Rein baurechtlich liegt die Kapazität der Lindenstraße und ihrer Außenstellen derzeit bei 1.264. Aufgrund der prekären Lage und wohl auch des anhaltenden politischen Drucks beschloss der Senat im August 2020, die Belegung auf 665 Menschen zu reduzieren; 250 davon sollten in der Lindenstraße selbst untergebracht sein. Bereits im Herbst letzten Jahres merkte man aber: „Die Maximalbelegung kann derzeit dauerhaft nicht eingehalten werden.“ So steht es in einer weiteren Senatsvorlage aus dem Oktober. Die Sozialsenatorin bemühte sich daher um mehr Außenstellen; derzeit gibt es vier.

Aktuell, beziehungsweise mit dem Stand vom 11. Oktober, wohnen in der Erstaufnahmeeinrichtung mit Außenstellen knapp 1.000 Menschen – also gut 300 „über der politisch vereinbarten Zahl“, so formuliert es Bernd Schneider.

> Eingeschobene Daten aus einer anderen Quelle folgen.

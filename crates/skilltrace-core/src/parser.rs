//! Observation file parser.
//!
//! Loads ordered attempt records from CSV, JSON or TOML files and validates
//! them. Malformed records are rejected here so the estimator only ever sees
//! well-typed observations.

use std::path::Path;

use anyhow::{Context, Result};
use serde::Deserialize;

use crate::error::InvalidObservationError;
use crate::model::Observation;
use crate::params::{effective_slope, guessing_floor};

/// Supported input formats, chosen by file extension.
#[derive(Debug, Clone, Copy, PartialEq, Eq)]
pub enum InputFormat {
    Csv,
    Json,
    Toml,
}

impl InputFormat {
    pub fn from_path(path: &Path) -> Result<Self> {
        let ext = path
            .extension()
            .and_then(|e| e.to_str())
            .map(str::to_ascii_lowercase);
        match ext.as_deref() {
            Some("csv") => Ok(InputFormat::Csv),
            Some("json") => Ok(InputFormat::Json),
            Some("toml") => Ok(InputFormat::Toml),
            Some(other) => anyhow::bail!(
                "unsupported input format '.{other}' for {} (expected .csv, .json or .toml)",
                path.display()
            ),
            None => anyhow::bail!("cannot infer input format for {}", path.display()),
        }
    }
}

/// Parse an observation file, choosing the format by extension.
pub fn load_observations(path: &Path) -> Result<Vec<Observation>> {
    let format = InputFormat::from_path(path)?;
    let content = std::fs::read_to_string(path)
        .with_context(|| format!("failed to read observations: {}", path.display()))?;

    let observations = parse_observations_str(&content, format)
        .with_context(|| format!("failed to parse observations: {}", path.display()))?;
    tracing::debug!(
        "loaded {} observations from {}",
        observations.len(),
        path.display()
    );
    Ok(observations)
}

/// Parse observations from an in-memory string.
pub fn parse_observations_str(content: &str, format: InputFormat) -> Result<Vec<Observation>> {
    let observations = match format {
        InputFormat::Csv => parse_csv(content)?,
        InputFormat::Json => {
            serde_json::from_str::<Vec<Observation>>(content).context("invalid JSON attempts")?
        }
        InputFormat::Toml => {
            toml::from_str::<TomlAttemptsFile>(content)
                .context("invalid TOML attempts")?
                .attempts
        }
    };

    for (i, obs) in observations.iter().enumerate() {
        check_observation(obs, i + 1)?;
    }
    Ok(observations)
}

/// Intermediate TOML structure: a list of `[[attempts]]` tables.
#[derive(Debug, Deserialize)]
struct TomlAttemptsFile {
    #[serde(default)]
    attempts: Vec<Observation>,
}

const CORRECT_NAMES: &[&str] = &["x", "correct", "correctness"];
const DIFFICULTY_NAMES: &[&str] = &["b", "difficulty"];
const TIME_NAMES: &[&str] = &["t", "time", "response_time"];

fn find_column(header: &[&str], names: &[&str], canonical: &str) -> Result<usize> {
    header
        .iter()
        .position(|h| names.contains(&h.trim().to_ascii_lowercase().as_str()))
        .ok_or_else(|| InvalidObservationError::MissingColumn(canonical.to_string()).into())
}

fn parse_correct(raw: &str, line: usize) -> Result<bool, InvalidObservationError> {
    match raw.trim().to_ascii_lowercase().as_str() {
        "1" | "1.0" | "true" => Ok(true),
        "0" | "0.0" | "false" => Ok(false),
        _ => Err(InvalidObservationError::InvalidValue {
            line,
            field: "x",
            value: raw.trim().to_string(),
        }),
    }
}

fn parse_real(raw: &str, line: usize, field: &'static str) -> Result<f64, InvalidObservationError> {
    raw.trim()
        .parse::<f64>()
        .ok()
        .filter(|v| v.is_finite())
        .ok_or_else(|| InvalidObservationError::InvalidValue {
            line,
            field,
            value: raw.trim().to_string(),
        })
}

/// Parse CSV with a header row naming the `x`, `b` and `T` columns.
///
/// Columns may appear in any order; extra columns are ignored. Blank lines
/// and `#` comments are skipped.
fn parse_csv(content: &str) -> Result<Vec<Observation>> {
    let mut rows = content
        .lines()
        .enumerate()
        .map(|(i, line)| (i + 1, line.trim()))
        .filter(|(_, line)| !line.is_empty() && !line.starts_with('#'));

    let Some((_, header_line)) = rows.next() else {
        return Err(InvalidObservationError::MissingHeader.into());
    };
    let header: Vec<&str> = header_line.split(',').collect();
    let x_col = find_column(&header, CORRECT_NAMES, "x")?;
    let b_col = find_column(&header, DIFFICULTY_NAMES, "b")?;
    let t_col = find_column(&header, TIME_NAMES, "T")?;
    let needed = x_col.max(b_col).max(t_col) + 1;

    rows.map(|(line, row)| -> Result<Observation> {
        let fields: Vec<&str> = row.split(',').collect();
        if fields.len() < needed {
            return Err(InvalidObservationError::ColumnCount {
                line,
                expected: needed,
                got: fields.len(),
            }
            .into());
        }
        let response_time = parse_real(fields[t_col], line, "T")?;
        if response_time < 0.0 {
            return Err(InvalidObservationError::InvalidValue {
                line,
                field: "T",
                value: fields[t_col].trim().to_string(),
            }
            .into());
        }
        Ok(Observation::new(
            parse_correct(fields[x_col], line)?,
            parse_real(fields[b_col], line, "b")?,
            response_time,
        ))
    })
    .collect()
}

/// Reject values the estimator cannot take, regardless of source format.
///
/// `record` is the 1-based position of the observation in the input.
fn check_observation(obs: &Observation, record: usize) -> Result<(), InvalidObservationError> {
    if !obs.difficulty.is_finite() {
        return Err(InvalidObservationError::InvalidValue {
            line: record,
            field: "b",
            value: obs.difficulty.to_string(),
        });
    }
    if !obs.response_time.is_finite() || obs.response_time < 0.0 {
        return Err(InvalidObservationError::InvalidValue {
            line: record,
            field: "T",
            value: obs.response_time.to_string(),
        });
    }
    Ok(())
}

/// A warning from observation validation.
#[derive(Debug, Clone)]
pub struct ValidationWarning {
    /// Zero-based observation index.
    pub index: usize,
    /// Warning message.
    pub message: String,
}

/// Flag observations that are accepted but fall outside the model's intended range.
pub fn validate_observations(observations: &[Observation]) -> Vec<ValidationWarning> {
    let mut warnings = Vec::new();

    for (index, obs) in observations.iter().enumerate() {
        let b = obs.difficulty;

        // Response time 1.0 only probes the difficulty-dependent terms.
        if let Err(e) = effective_slope(b, 1.0) {
            warnings.push(ValidationWarning {
                index,
                message: format!("{e}; rating will fail"),
            });
            continue;
        }

        if !(0.0..=100.0).contains(&b) {
            warnings.push(ValidationWarning {
                index,
                message: format!("difficulty {b} is outside the intended 0-100 range"),
            });
        }

        let floor = guessing_floor(b);
        if !(0.0..1.0).contains(&floor) {
            warnings.push(ValidationWarning {
                index,
                message: format!(
                    "guessing floor {floor:.4} for difficulty {b} is not a valid probability"
                ),
            });
        }
    }

    for w in &warnings {
        tracing::warn!("observation {}: {}", w.index, w.message);
    }

    warnings
}

#[cfg(test)]
mod tests {
    use super::*;
    use std::path::PathBuf;

    const VALID_CSV: &str = "\
x,b,T
1,25,30
0,50,20.5
1,10,0
";

    #[test]
    fn parse_valid_csv() {
        let obs = parse_observations_str(VALID_CSV, InputFormat::Csv).unwrap();
        assert_eq!(obs.len(), 3);
        assert_eq!(obs[0], Observation::new(true, 25.0, 30.0));
        assert_eq!(obs[1], Observation::new(false, 50.0, 20.5));
        assert_eq!(obs[2].response_time, 0.0);
    }

    #[test]
    fn csv_columns_in_any_order_with_extras() {
        let csv = "\
# exported from the quiz sheet
student,Time,Difficulty,Correct
ana,12,40,true

ana,8,35,false
";
        let obs = parse_observations_str(csv, InputFormat::Csv).unwrap();
        assert_eq!(
            obs,
            vec![
                Observation::new(true, 40.0, 12.0),
                Observation::new(false, 35.0, 8.0),
            ]
        );
    }

    #[test]
    fn header_only_csv_is_empty() {
        let obs = parse_observations_str("x,b,T\n", InputFormat::Csv).unwrap();
        assert!(obs.is_empty());
    }

    #[test]
    fn missing_column_is_rejected() {
        let err = parse_observations_str("x,b\n1,25\n", InputFormat::Csv).unwrap_err();
        assert_eq!(
            err.downcast_ref::<InvalidObservationError>(),
            Some(&InvalidObservationError::MissingColumn("T".into()))
        );
    }

    #[test]
    fn bad_values_report_line_and_field() {
        let err = parse_observations_str("x,b,T\n1,25,30\n2,25,30\n", InputFormat::Csv).unwrap_err();
        assert_eq!(
            err.downcast_ref::<InvalidObservationError>(),
            Some(&InvalidObservationError::InvalidValue {
                line: 3,
                field: "x",
                value: "2".into(),
            })
        );

        let err = parse_observations_str("x,b,T\n1,hard,30\n", InputFormat::Csv).unwrap_err();
        assert!(err.to_string().contains("'b'"), "got: {err}");

        let err = parse_observations_str("x,b,T\n1,25,-3\n", InputFormat::Csv).unwrap_err();
        assert!(err.to_string().contains("'T'"), "got: {err}");
    }

    #[test]
    fn short_row_is_rejected() {
        let err = parse_observations_str("x,b,T\n1,25\n", InputFormat::Csv).unwrap_err();
        assert!(matches!(
            err.downcast_ref::<InvalidObservationError>(),
            Some(InvalidObservationError::ColumnCount { line: 2, .. })
        ));
    }

    #[test]
    fn empty_input_has_no_header() {
        let err = parse_observations_str("\n\n", InputFormat::Csv).unwrap_err();
        assert_eq!(
            err.downcast_ref::<InvalidObservationError>(),
            Some(&InvalidObservationError::MissingHeader)
        );
    }

    #[test]
    fn parse_json_and_toml() {
        let json = r#"[{"x": 1, "b": 25, "T": 30}, {"x": false, "b": 60, "T": 4.5}]"#;
        let from_json = parse_observations_str(json, InputFormat::Json).unwrap();

        let toml = r#"
[[attempts]]
x = 1
b = 25
T = 30

[[attempts]]
x = false
b = 60.0
T = 4.5
"#;
        let from_toml = parse_observations_str(toml, InputFormat::Toml).unwrap();
        assert_eq!(from_json, from_toml);
        assert_eq!(from_json.len(), 2);
    }

    #[test]
    fn json_negative_time_is_rejected() {
        let json = r#"[{"x": 1, "b": 25, "T": -1}]"#;
        assert!(parse_observations_str(json, InputFormat::Json).is_err());
    }

    #[test]
    fn format_from_extension() {
        assert_eq!(
            InputFormat::from_path(&PathBuf::from("a.CSV")).unwrap(),
            InputFormat::Csv
        );
        assert_eq!(
            InputFormat::from_path(&PathBuf::from("a.json")).unwrap(),
            InputFormat::Json
        );
        assert!(InputFormat::from_path(&PathBuf::from("a.xlsx")).is_err());
        assert!(InputFormat::from_path(&PathBuf::from("attempts")).is_err());
    }

    #[test]
    fn load_from_file() {
        let dir = tempfile::tempdir().unwrap();
        let path = dir.path().join("attempts.csv");
        std::fs::write(&path, VALID_CSV).unwrap();

        let obs = load_observations(&path).unwrap();
        assert_eq!(obs.len(), 3);
    }

    #[test]
    fn validate_flags_out_of_range_difficulty() {
        let obs = vec![
            Observation::new(true, 50.0, 10.0),
            Observation::new(true, 120.0, 10.0),
            Observation::new(true, 200.0, 10.0),
            Observation::new(true, -30.0, 10.0),
        ];
        let warnings = validate_observations(&obs);

        assert!(!warnings.iter().any(|w| w.index == 0));
        assert!(warnings
            .iter()
            .any(|w| w.index == 1 && w.message.contains("outside")));
        assert!(warnings
            .iter()
            .any(|w| w.index == 2 && w.message.contains("guessing floor")));
        assert!(warnings
            .iter()
            .any(|w| w.index == 3 && w.message.contains("undefined")));
    }
}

Zur Überlastung dazu kommt bald auch der Umbau der Einrichtung: Ende Juni hat der Senat entschieden, dass neue, zu öffnende Fenster eingebaut werden, außerdem sollen in einem Flügel die Räume so umgebaut werden, dass sie mit der Decke abschließen und so mehr Privatsphäre und Lärmschutz bieten. Bislang diente der Flügel nur als Notunterkunft.

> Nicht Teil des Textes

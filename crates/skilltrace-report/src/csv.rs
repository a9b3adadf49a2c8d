//! CSV export of a rating trace.
//!
//! One row per attempt, `index,x,b,T,rating`, with ratings unrounded so the
//! file can be re-analysed.

use anyhow::{Context, Result};
use std::fmt::Write as _;
use std::path::Path;

use skilltrace_core::model::RatingTrace;

/// Render a trace as CSV text.
pub fn generate_csv(trace: &RatingTrace) -> String {
    let mut out = String::from("index,x,b,T,rating\n");
    for p in trace {
        // Writing to a String cannot fail.
        let _ = writeln!(
            out,
            "{},{},{},{},{}",
            p.index + 1,
            u8::from(p.observation.correct),
            p.observation.difficulty,
            p.observation.response_time,
            p.rating
        );
    }
    out
}

/// Write a trace as CSV to a file.
pub fn write_csv_report(trace: &RatingTrace, path: &Path) -> Result<()> {
    if let Some(parent) = path.parent() {
        std::fs::create_dir_all(parent)?;
    }
    std::fs::write(path, generate_csv(trace))
        .with_context(|| format!("failed to write CSV to {}", path.display()))?;
    Ok(())
}
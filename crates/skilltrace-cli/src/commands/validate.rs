//! The `skilltrace validate` command.

use std::path::PathBuf;

use anyhow::Result;

pub fn execute(input: PathBuf) -> Result<()> {
    let observations = skilltrace_core::parser::load_observations(&input)?;
    println!(
        "Attempts file: {} ({} attempts)",
        input.display(),
        observations.len()
    );

    let warnings = skilltrace_core::parser::validate_observations(&observations);
    for w in &warnings {
        println!("  [{}] WARNING: {}", w.index + 1, w.message);
    }

    if warnings.is_empty() {
        println!("All observations valid.");
    } else {
        println!("\n{} warning(s) found.", warnings.len());
    }

    Ok(())
}
//! Country aggregation over an author's works.
//!
//! Each work casts at most one vote per country for the target author's own
//! affiliations (the anchor signal) and at most one vote per country for its
//! coauthors. The anchor country is the mode of the anchor votes.

use std::collections::{BTreeMap, BTreeSet};

use serde::Serialize;

use crate::models::{AuthorId, Work};

/// Country code -> number of works in which it appeared.
///
/// Keys are uppercase ISO codes kept in sorted order, so iteration and JSON
/// output are deterministic.
#[derive(Debug, Clone, Default, PartialEq, Eq, Serialize)]
#[serde(transparent)]
pub struct CountryTally(BTreeMap<String, u32>);

impl CountryTally {
    /// Create an empty tally.
    #[must_use]
    pub fn new() -> Self {
        Self::default()
    }

    /// Add one occurrence of `code`.
    pub fn increment(&mut self, code: &str) {
        *self.0.entry(code.to_string()).or_insert(0) += 1;
    }

    /// Count for `code`, 0 if never seen.
    #[must_use]
    pub fn get(&self, code: &str) -> u32 {
        self.0.get(code).copied().unwrap_or(0)
    }

    /// Number of distinct countries.
    #[must_use]
    pub fn len(&self) -> usize {
        self.0.len()
    }

    /// True if no country was counted.
    #[must_use]
    pub fn is_empty(&self) -> bool {
        self.0.is_empty()
    }

    /// Iterate `(code, count)` in ascending code order.
    pub fn iter(&self) -> impl Iterator<Item = (&str, u32)> {
        self.0.iter().map(|(code, count)| (code.as_str(), *count))
    }

    /// The most frequent code; ties go to the lexicographically smallest code.
    #[must_use]
    pub fn mode(&self) -> Option<&str> {
        let mut best: Option<(&str, u32)> = None;
        for (code, count) in self.iter() {
            // Ascending iteration plus strict `>` keeps the smallest tied code.
            if best.is_none_or(|(_, max)| count > max) {
                best = Some((code, count));
            }
        }
        best.map(|(code, _)| code)
    }

    /// All entries by descending count, ties by ascending code.
    #[must_use]
    pub fn ranked(&self) -> Vec<(&str, u32)> {
        let mut entries: Vec<_> = self.iter().collect();
        entries.sort_by(|a, b| b.1.cmp(&a.1).then_with(|| a.0.cmp(b.0)));
        entries
    }

    /// The first `n` entries of [`Self::ranked`]. For display only.
    #[must_use]
    pub fn top(&self, n: usize) -> Vec<(&str, u32)> {
        let mut ranked = self.ranked();
        ranked.truncate(n);
        ranked
    }
}

impl<S: Into<String>> FromIterator<(S, u32)> for CountryTally {
    fn from_iter<I: IntoIterator<Item = (S, u32)>>(iter: I) -> Self {
        Self(iter.into_iter().map(|(code, count)| (code.into(), count)).collect())
    }
}

/// Outcome of one aggregation pass.
#[derive(Debug, Clone, Default, PartialEq, Eq, Serialize)]
pub struct AggregationResult {
    /// Mode of the anchor tally, `None` when no work carried an anchor country.
    pub anchor: Option<String>,
    /// Works per country for the target author's own institutions.
    pub anchor_tally: CountryTally,
    /// Works per country with at least one coauthor affiliated there.
    pub coauthor_tally: CountryTally,
    /// Works examined.
    pub works_seen: usize,
    /// Works that contributed to the tallies.
    pub works_counted: usize,
}

impl AggregationResult {
    /// Anchor code, or `""` when undetermined.
    #[must_use]
    pub fn anchor_or_empty(&self) -> &str {
        self.anchor.as_deref().unwrap_or_default()
    }
}

/// Reduce `works` into anchor and coauthor country tallies for `author`.
///
/// A work is skipped when the author has no authorship in it or none of the
/// author's institutions has a country. Never fails.
#[must_use]
pub fn aggregate(author: &AuthorId, works: &[Work]) -> AggregationResult {
    let mut anchor_tally = CountryTally::new();
    let mut coauthor_tally = CountryTally::new();
    let mut works_counted = 0;

    for work in works {
        let Some(anchor_authorship) = work.find_authorship(|id| author.matches(id)) else {
            continue;
        };

        let anchor_set: BTreeSet<String> = anchor_authorship.countries().collect();
        if anchor_set.is_empty() {
            continue;
        }

        let coauthor_set: BTreeSet<String> = work
            .authorships
            .iter()
            .filter(|a| a.author_id().is_some_and(|id| !author.matches(id)))
            .flat_map(|a| a.countries())
            .collect();

        for code in &anchor_set {
            anchor_tally.increment(code);
        }
        for code in &coauthor_set {
            coauthor_tally.increment(code);
        }
        works_counted += 1;
    }

    tracing::debug!(
        works = works.len(),
        counted = works_counted,
        anchor_countries = anchor_tally.len(),
        coauthor_countries = coauthor_tally.len(),
        "Aggregated countries"
    );

    AggregationResult {
        anchor: anchor_tally.mode().map(str::to_string),
        anchor_tally,
        coauthor_tally,
        works_seen: works.len(),
        works_counted,
    }
}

Der Umbau der Fenster wurde nun vorgezogen, weil dabei kein Platz eingebüßt werde; Letzteres könne jedoch erst gemacht werden, „wenn zusätzliche Platzkapazitäten in der unmittelbaren Umgebung der Landeserstaufnahme geschaffen wurden“. Also sobald die Container stehen.

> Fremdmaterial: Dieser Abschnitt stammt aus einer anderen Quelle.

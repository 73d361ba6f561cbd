//! Work data model matching the OpenAlex works schema.
//!
//! Every field is optional and decoded on its own: `null` or a value of the
//! wrong type reads as absent, and list entries that fail to decode fall back
//! to their empty default. An odd value in one field never hides the rest of
//! the record, and a single odd record never sinks a page.

use serde::de::{DeserializeOwned, Deserializer};
use serde::{Deserialize, Serialize};

/// A scholarly work returned by `/works`.
#[derive(Debug, Clone, Default, Serialize, Deserialize)]
pub struct Work {
    /// OpenAlex work URL (`https://openalex.org/W...`).
    #[serde(default, deserialize_with = "lenient")]
    pub id: Option<String>,

    /// Work title.
    #[serde(default, deserialize_with = "lenient")]
    pub display_name: Option<String>,

    /// Publication year.
    #[serde(default, deserialize_with = "lenient")]
    pub publication_year: Option<i32>,

    /// Authorships in byline order.
    #[serde(default, deserialize_with = "lenient_vec")]
    pub authorships: Vec<Authorship>,
}

impl Work {
    /// Find the first authorship whose author id satisfies `is_target`.
    pub fn find_authorship(&self, mut is_target: impl FnMut(&str) -> bool) -> Option<&Authorship> {
        self.authorships.iter().find(|a| a.author_id().is_some_and(&mut is_target))
    }
}

/// One author's contribution to a work.
#[derive(Debug, Clone, Default, Serialize, Deserialize)]
pub struct Authorship {
    /// The author, as a dehydrated reference.
    #[serde(default, deserialize_with = "lenient")]
    pub author: Option<DehydratedAuthor>,

    /// Institutions listed for this authorship.
    #[serde(default, deserialize_with = "lenient_vec")]
    pub institutions: Vec<Institution>,
}

impl Authorship {
    /// The author id, if present and non-empty.
    #[must_use]
    pub fn author_id(&self) -> Option<&str> {
        self.author.as_ref()?.id.as_deref().filter(|id| !id.is_empty())
    }

    /// Normalized country codes of all institutions, duplicates included.
    pub fn countries(&self) -> impl Iterator<Item = String> + '_ {
        self.institutions.iter().filter_map(Institution::country)
    }
}

/// Minimal author reference embedded in an authorship.
#[derive(Debug, Clone, Default, Serialize, Deserialize)]
pub struct DehydratedAuthor {
    /// OpenAlex author URL.
    #[serde(default, deserialize_with = "lenient")]
    pub id: Option<String>,

    /// Author name.
    #[serde(default, deserialize_with = "lenient")]
    pub display_name: Option<String>,
}

/// An institution affiliation.
#[derive(Debug, Clone, Default, Serialize, Deserialize)]
pub struct Institution {
    /// OpenAlex institution URL.
    #[serde(default, deserialize_with = "lenient")]
    pub id: Option<String>,

    /// Institution name.
    #[serde(default, deserialize_with = "lenient")]
    pub display_name: Option<String>,

    /// ISO 3166-1 alpha-2 country code, any case.
    #[serde(default, deserialize_with = "lenient")]
    pub country_code: Option<String>,
}

impl Institution {
    /// Country code trimmed and uppercased, `None` when absent or blank.
    #[must_use]
    pub fn country(&self) -> Option<String> {
        let code = self.country_code.as_deref()?.trim();
        (!code.is_empty()).then(|| code.to_ascii_uppercase())
    }
}

/// One page of a cursor-paginated list response.
#[derive(Debug, Clone, Default, Serialize, Deserialize)]
pub struct WorksPage {
    /// Works on this page.
    #[serde(default, deserialize_with = "lenient_vec")]
    pub results: Vec<Work>,

    /// Paging metadata.
    #[serde(default, deserialize_with = "lenient_or_default")]
    pub meta: PageMeta,
}

/// Paging metadata shared by OpenAlex list endpoints.
#[derive(Debug, Clone, Default, Serialize, Deserialize)]
pub struct PageMeta {
    /// Total number of matching records.
    #[serde(default, deserialize_with = "lenient")]
    pub count: Option<u64>,

    /// Cursor for the next page; absent on the last page.
    #[serde(default, deserialize_with = "lenient")]
    pub next_cursor: Option<String>,
}

impl PageMeta {
    /// The next cursor, treating an empty string as "no more pages".
    #[must_use]
    pub fn next_cursor(&self) -> Option<&str> {
        self.next_cursor.as_deref().filter(|c| !c.is_empty())
    }
}

/// Read an optional value, treating `null` and mistyped values as absent.
pub(crate) fn lenient<'de, D, T>(deserializer: D) -> Result<Option<T>, D::Error>
where
    D: Deserializer<'de>,
    T: DeserializeOwned,
{
    let value = serde_json::Value::deserialize(deserializer)?;
    if value.is_null() {
        return Ok(None);
    }
    Ok(serde_json::from_value(value)
        .inspect_err(|err| tracing::debug!(error = %err, "Ignoring mistyped field"))
        .ok())
}

/// Read a value, treating `null` and mistyped values as the type's default.
pub(crate) fn lenient_or_default<'de, D, T>(deserializer: D) -> Result<T, D::Error>
where
    D: Deserializer<'de>,
    T: Default + DeserializeOwned,
{
    Ok(lenient(deserializer)?.unwrap_or_default())
}

/// Read a list whose entries may individually be malformed.
///
/// `null` or a non-list value yields an empty list; entries that fail to
/// decode become `T::default()`.
pub(crate) fn lenient_vec<'de, D, T>(deserializer: D) -> Result<Vec<T>, D::Error>
where
    D: Deserializer<'de>,
    T: Default + DeserializeOwned,
{
    let value = serde_json::Value::deserialize(deserializer)?;
    let serde_json::Value::Array(items) = value else {
        return Ok(Vec::new());
    };
    Ok(items
        .into_iter()
        .map(|item| {
            serde_json::from_value(item).unwrap_or_else(|err| {
                tracing::debug!(error = %err, "Skipping malformed record");
                T::default()
            })
        })
        .collect())
}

Die Linke will dezentrale Unterbringung

Obwohl schon einige Maßnahmen – ein verbessertes Quarantänekonzept, mehr Personal, bessere Zusammenarbeit zwischen Aufnahmestelle und Migrationsamt – ergriffen wurden, „ist das System der Erstaufnahme deutlich überlastet“. So steht es in der Senatsvorlage von Dienstag. Und: „Es fehlen insgesamt 350 Plätze.“ Doch es kommen nur 90, und das erst nächstes Jahr. „Weitere Unterbringungsmöglichkeiten werden weiterhin gesucht und geprüft“, heißt es entsprechend weiter.

Sofia Leonidakis, Vorsitzende der Linksfraktion in der Bremischen Bürgerschaft, hält die Lösung des Senats für gangbar, wenn auch nicht ideal. „Lieber wäre uns ein richtiges Gebäude und dezentrale Unterbringung, aber da stößt man einfach an praktische Grenzen.“ Trotzdem: Im Koalitionsvertrag stehe, dass man weitere Außenstellen schaffen will. Denn die Größenordnung der Unterbringung sei „eine Belastung für die Betroffenen und bringt immer Konfliktpotenzial mit“, sagt Leonidakis.

„Wenn wir weiter so hohe Zugänge haben, müssen wir überlegen, die Bauarbeiten zu verschieben“, sagt Schneider. Ob das überhaupt geht, sei aber unklar. Und in der Senatsvorlage steht, dass man das gar nicht möchte: Schließlich seien sie „seit längerer Zeit gefordert und das Ergebnis eines umfangreichen politischen Diskurses“. Dagegen spreche auch die Unklarheit darüber, wie sich die Zuwanderungszahlen weiter entwickeln.